By George Righter, without any help from AI bots!
Big headlines in the news today regarding Cloudflare’s dashboard and API’s being down. This is impacting approximately 20% of cloud companies! Approximately 24 million active websites using Cloudflare including X, Gemini, Perplexity and other platforms are facing widespread outages. As I write this Cloudflare is “currently working to understand the full impact and mitigate this problem.”
4 months ago, Microsoft’s Sharepoint server was hacked and hit about 100 organizations according to Reuters. In 2023, Microsoft Azure experienced one of the largest cloud attacks ever and a data breach compromising several CEO accounts. The breach involved phishing attempts and cloud account takeovers, targeting company executives. These incidents show the ongoing challenges Microsoft and other tech companies face when maintaining the security of its cloud services and the importance of proper security measures that protect user accounts and sensitive data.
I have been selling and supporting mission critical label software to Fortune 500 companies for the past 25 years. As the industry evolved, software companies realized that keeping up with windows security patches and supporting their client base was essentially a money pit. Friends of mine had attempted the barcode software opportunities and none of them are in business today. It became too many cat and mouse chase games to keep up with.
Several years ago, software companies started rolling out their SAS, or software as a service with monthly fees that eclipsed the price of desktop options. This made it easier to support than desktop software installed on a multitude of windows versions, hardware configurations, and plenty of unforeseen variables.
Fast forward to today where label software companies have done away with desktop options and have forced everyone to migrate over to their cloud-based subscription services, whether they like it or not. Ahh, the convenience and safety of the cloud! Was this decision made to secure the companies’ survival, or to simply enhance the bottom line for their private equity investors who purchased them? Imagine being a Fortune 500 company, or small business for that matter who used a software package for over a decade, before being told their only option is now cloud-based? In fact, during the past 8 months, I’ve had two of my clients, popular pharmaceutical companies, jump ship due to security concerns for their mission critical label printing. They instead opted to develop their own label printing software internally. And for the small business owner, doubling your label printing cost with SAS is just too bad.
One of the companies I had partnered with for years was purchased by a competing company who had offered less user friendly, “clunkier” software, as they were known for in the industry. Immediately the positive “nice” company vibe was lost, due to sour grapes – quite common after mergers and acquisitions. The desktop options were put out to pasture, so I attempted to stay the course and became “certified” to sell their cloud-based options. It seemed like every 2-3 months new changes were being made: new features, bug fixes, new pricing, discontinued products, shoddy webinars, etc. For my small business, this became a resource hog.

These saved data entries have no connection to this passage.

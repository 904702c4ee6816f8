use std::f64::consts::{PI, TAU};

use hecs::World;

use crate::components::*;
use crate::config::Config;
use crate::params::Params;
use crate::resources::*;

/// Wrap an angle into (-π, π]
pub fn normalize_angle(angle: f64) -> f64 {
    let wrapped = angle.rem_euclid(TAU);
    if wrapped > PI {
        wrapped - TAU
    } else {
        wrapped
    }
}

/// Gravity, flip rotation and landing resolution for airborne riders
pub fn update_airtime(world: &mut World, config: &Config, events: &mut Events) {
    for (_entity, (racer, rider, intent)) in
        world.query_mut::<(&mut Racer, &mut Rider, &RiderIntent)>()
    {
        if !rider.is_local() {
            continue;
        }

        if !racer.is_jumping {
            rider.rotation *= Params::GROUND_ROTATION_DECAY;
            rider.rotation_speed = 0.0;
            racer.z = racer.z.min(0.0);
            continue;
        }

        racer.vz -= config.gravity;
        racer.z += racer.vz;

        spin(rider, intent.controls);

        let flips = (rider.total_jump_rotation / TAU).floor() as u32;
        if flips > rider.flips_in_current_jump {
            rider.flips_in_current_jump = flips;
            events.push(Cue::Flip {
                rider: rider.id,
                count: flips,
            });
        }

        if racer.z <= 0.0 {
            land(racer, rider, events);
        }
    }
}

fn spin(rider: &mut Rider, controls: Controls) {
    let mut rotating = false;
    if controls.left {
        rider.rotation_speed -= Params::ROTATION_INPUT;
        rotating = true;
    }
    if controls.right {
        rider.rotation_speed += Params::ROTATION_INPUT;
        rotating = true;
    }

    if rotating {
        rider.rotation_speed *= Params::ROTATION_HELD_DAMPING;
    } else {
        // Settle toward the nearest upright orientation
        let upright = (rider.rotation / TAU).round() * TAU;
        rider.rotation += (upright - rider.rotation) * Params::ROTATION_SETTLE;
        rider.rotation_speed *= Params::ROTATION_FREE_DAMPING;
    }

    rider.rotation += rider.rotation_speed;
    rider.total_jump_rotation += rider.rotation_speed.abs();
}

fn land(racer: &mut Racer, rider: &mut Rider, events: &mut Events) {
    racer.z = 0.0;
    racer.vz = 0.0;
    racer.is_jumping = false;

    if normalize_angle(rider.rotation).abs() > Params::LANDING_TOLERANCE {
        racer.knock_down(Params::WIPEOUT_TIME);
        rider.register_crash();
        events.push(Cue::Wipeout { rider: rider.id });
        events.shake(18.0);
    } else {
        rider.rotation = 0.0;
        let flips = rider.flips_in_current_jump;
        if flips > 0 {
            rider.combo_multiplier += 1;
            let bonus = flips * Params::FLIP_BONUS * rider.combo_multiplier;
            rider.trick_bonus += bonus;
            rider.score += bonus;
            events.push(Cue::StuckLanding {
                rider: rider.id,
                multiplier: rider.combo_multiplier,
                bonus,
            });
        } else {
            events.push(Cue::CleanLanding { rider: rider.id });
        }
    }

    rider.reset_jump_tracking();
}

#[cfg(test)]
mod tests {
    use super::*;
    use crate::upgrades::Upgrades;

    fn airborne(controls: Controls, vz: f64) -> (World, hecs::Entity) {
        let mut world = World::new();
        let mut racer = Racer::new(100.0, 70.0, 0);
        racer.launch(vz);
        let e = world.spawn((
            racer,
            Rider::new(0, Control::Local { slot: 0 }, Upgrades::default()),
            RiderIntent::with_controls(controls),
        ));
        (world, e)
    }

    fn fly_until_landed(world: &mut World, e: hecs::Entity, events: &mut Events) -> Vec<Cue> {
        let config = Config::new();
        let mut cues = Vec::new();
        for _ in 0..1000 {
            events.clear();
            update_airtime(world, &config, events);
            cues.extend(events.cues.iter().copied());
            if !world.get::<&Racer>(e).unwrap().is_jumping {
                break;
            }
        }
        cues
    }

    #[test]
    fn test_normalize_angle_range() {
        assert!((normalize_angle(TAU) - 0.0).abs() < 1e-12);
        assert!((normalize_angle(PI) - PI).abs() < 1e-12);
        assert!((normalize_angle(-PI) - PI).abs() < 1e-12);
        assert!((normalize_angle(3.0 * TAU + 0.5) - 0.5).abs() < 1e-9);
        assert!((normalize_angle(-TAU - 0.5) + 0.5).abs() < 1e-9);
        for i in -100..100 {
            let a = normalize_angle(i as f64 * 0.37);
            assert!(a > -PI && a <= PI);
        }
    }

    #[test]
    fn test_gravity_integration() {
        let (mut world, e) = airborne(Controls::default(), 3.6);
        let mut events = Events::new();
        update_airtime(&mut world, &Config::new(), &mut events);
        let racer = *world.get::<&Racer>(e).unwrap();
        assert!((racer.vz - 3.44).abs() < 1e-12);
        assert!((racer.z - 3.44).abs() < 1e-12);
        assert!(racer.is_jumping);
    }

    #[test]
    fn test_plain_jump_lands_without_bonus() {
        let (mut world, e) = airborne(Controls::default(), 3.6);
        world.get::<&mut Rider>(e).unwrap().combo_multiplier = 2;
        let mut events = Events::new();

        let cues = fly_until_landed(&mut world, e, &mut events);

        let racer = *world.get::<&Racer>(e).unwrap();
        let rider = *world.get::<&Rider>(e).unwrap();
        assert!(!racer.is_jumping);
        assert_eq!(racer.z, 0.0);
        assert!(!racer.is_crashed);
        assert_eq!(rider.combo_multiplier, 2, "zero flips leave the combo alone");
        assert_eq!(rider.trick_bonus, 0);
        assert!(cues.contains(&Cue::CleanLanding { rider: 0 }));
    }

    #[test]
    fn test_held_spin_counts_flips_once_per_turn() {
        let right = Controls {
            right: true,
            ..Controls::default()
        };
        let (mut world, e) = airborne(right, 3.6 * 1.6);
        let mut events = Events::new();
        let config = Config::new();

        let mut flip_counts = Vec::new();
        while world.get::<&Racer>(e).unwrap().is_jumping {
            let before = *world.get::<&Rider>(e).unwrap();
            events.clear();
            update_airtime(&mut world, &config, &mut events);
            for cue in &events.cues {
                if let Cue::Flip { count, .. } = cue {
                    flip_counts.push(*count);
                }
            }
            if world.get::<&Racer>(e).unwrap().is_jumping {
                let rider = *world.get::<&Rider>(e).unwrap();
                let expected = (rider.total_jump_rotation / TAU).floor() as u32;
                assert_eq!(rider.flips_in_current_jump, expected);
                assert!(rider.flips_in_current_jump <= before.flips_in_current_jump + 1);
            }
        }
        assert!(!flip_counts.is_empty(), "a held spin on a big ramp completes a turn");
        let expected: Vec<u32> = (1..=flip_counts.len() as u32).collect();
        assert_eq!(flip_counts, expected, "one credit per completed turn");
    }

    #[test]
    fn test_clean_flip_landing_awards_combo_bonus() {
        let (mut world, e) = airborne(Controls::default(), 0.1);
        {
            let mut rider = world.get::<&mut Rider>(e).unwrap();
            rider.rotation = TAU * 2.0 + 0.1;
            rider.total_jump_rotation = TAU * 2.0 + 0.1;
            rider.flips_in_current_jump = 2;
            rider.combo_multiplier = 1;
        }
        world.get::<&mut Racer>(e).unwrap().z = 0.05;
        let mut events = Events::new();

        update_airtime(&mut world, &Config::new(), &mut events);

        let racer = *world.get::<&Racer>(e).unwrap();
        let rider = *world.get::<&Rider>(e).unwrap();
        assert!(!racer.is_jumping);
        assert!(!racer.is_crashed);
        assert_eq!(rider.combo_multiplier, 2);
        assert_eq!(rider.trick_bonus, 2 * 500 * 2);
        assert_eq!(rider.rotation, 0.0);
        assert_eq!(rider.flips_in_current_jump, 0);
        assert_eq!(rider.total_jump_rotation, 0.0);
        assert!(events.contains(&Cue::StuckLanding {
            rider: 0,
            multiplier: 2,
            bonus: 2000
        }));
    }

    #[test]
    fn test_crooked_landing_wipes_out_regardless_of_flips() {
        let (mut world, e) = airborne(Controls::default(), 0.1);
        {
            let mut rider = world.get::<&mut Rider>(e).unwrap();
            rider.rotation = TAU * 3.0 + 1.5;
            rider.total_jump_rotation = TAU * 3.0 + 1.5;
            rider.flips_in_current_jump = 3;
            rider.combo_multiplier = 4;
        }
        world.get::<&mut Racer>(e).unwrap().speed = 5.0;
        world.get::<&mut Racer>(e).unwrap().z = 0.05;
        let mut events = Events::new();

        update_airtime(&mut world, &Config::new(), &mut events);

        let racer = *world.get::<&Racer>(e).unwrap();
        let rider = *world.get::<&Rider>(e).unwrap();
        assert!(racer.is_crashed);
        assert_eq!(racer.speed, 0.0);
        assert_eq!(racer.crash_timer, Params::WIPEOUT_TIME);
        assert_eq!(rider.crash_count, 1);
        assert_eq!(rider.combo_multiplier, 1);
        assert_eq!(rider.trick_bonus, 0);
        assert_eq!(rider.flips_in_current_jump, 0);
        assert!(events.contains(&Cue::Wipeout { rider: 0 }));
    }

    #[test]
    fn test_grounded_rider_sheds_rotation() {
        let mut world = World::new();
        let mut rider = Rider::new(0, Control::Local { slot: 0 }, Upgrades::default());
        rider.rotation = 1.0;
        rider.rotation_speed = 0.3;
        let mut racer = Racer::new(0.0, 70.0, 0);
        racer.z = -1.5;
        let e = world.spawn((racer, rider, RiderIntent::new()));

        update_airtime(&mut world, &Config::new(), &mut Events::new());

        let rider = *world.get::<&Rider>(e).unwrap();
        assert!((rider.rotation - 0.82).abs() < 1e-12);
        assert_eq!(rider.rotation_speed, 0.0);
        assert_eq!(world.get::<&Racer>(e).unwrap().z, -1.5, "mud sink persists");
    }
}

Last year, while attempting to set up for a demonstration, I couldn’t log in. Note that logging in required a Microsoft or Google account; they couldn’t even offer their own server log ins! After nearly a week of trying to get support, I was funneled to a tech in Asia who wanted to take control of my computer to help me out. No thank you! I made the conscience decision at that time to no longer partner with them. Then I came to learn that KKR was the main private investor involved in what I refer to as “purge or offed-ware” marketing. Scouring the web, we located nothing but the benefits of their cloud software, “the wave of the future.”
Offering existing clients, and prospects money-grabbing software, even if they weren’t ready for or had security concerns about the cloud? I looked at two main competing label software companies I had supported at one time or another in the past quarter century and saw they were on the same path with their offerings, overseas support, and private equity investment. Some senior employees fled. One company even implemented an SAS price scheme that charged by the number of printed labels per month!
When my son was with the USCG, during his graduation I remember the Admiral stating “the USCG will only set sail with the proper crew. No exceptions.” Well, this is how I approached offering products and services to clients and prospects. If I couldn’t offer top-notch, reliable products and service that was to their long-term benefit, I wouldn’t offer any at all.
This is why I’ve decided at this time to exclude barcode label software from my product/service offerings. Too much uncertainty, with too much downside. And for the private equity investors out there, it may be time to re-evaluate your portfolios. Sometimes the bigger they are, the harder they fall.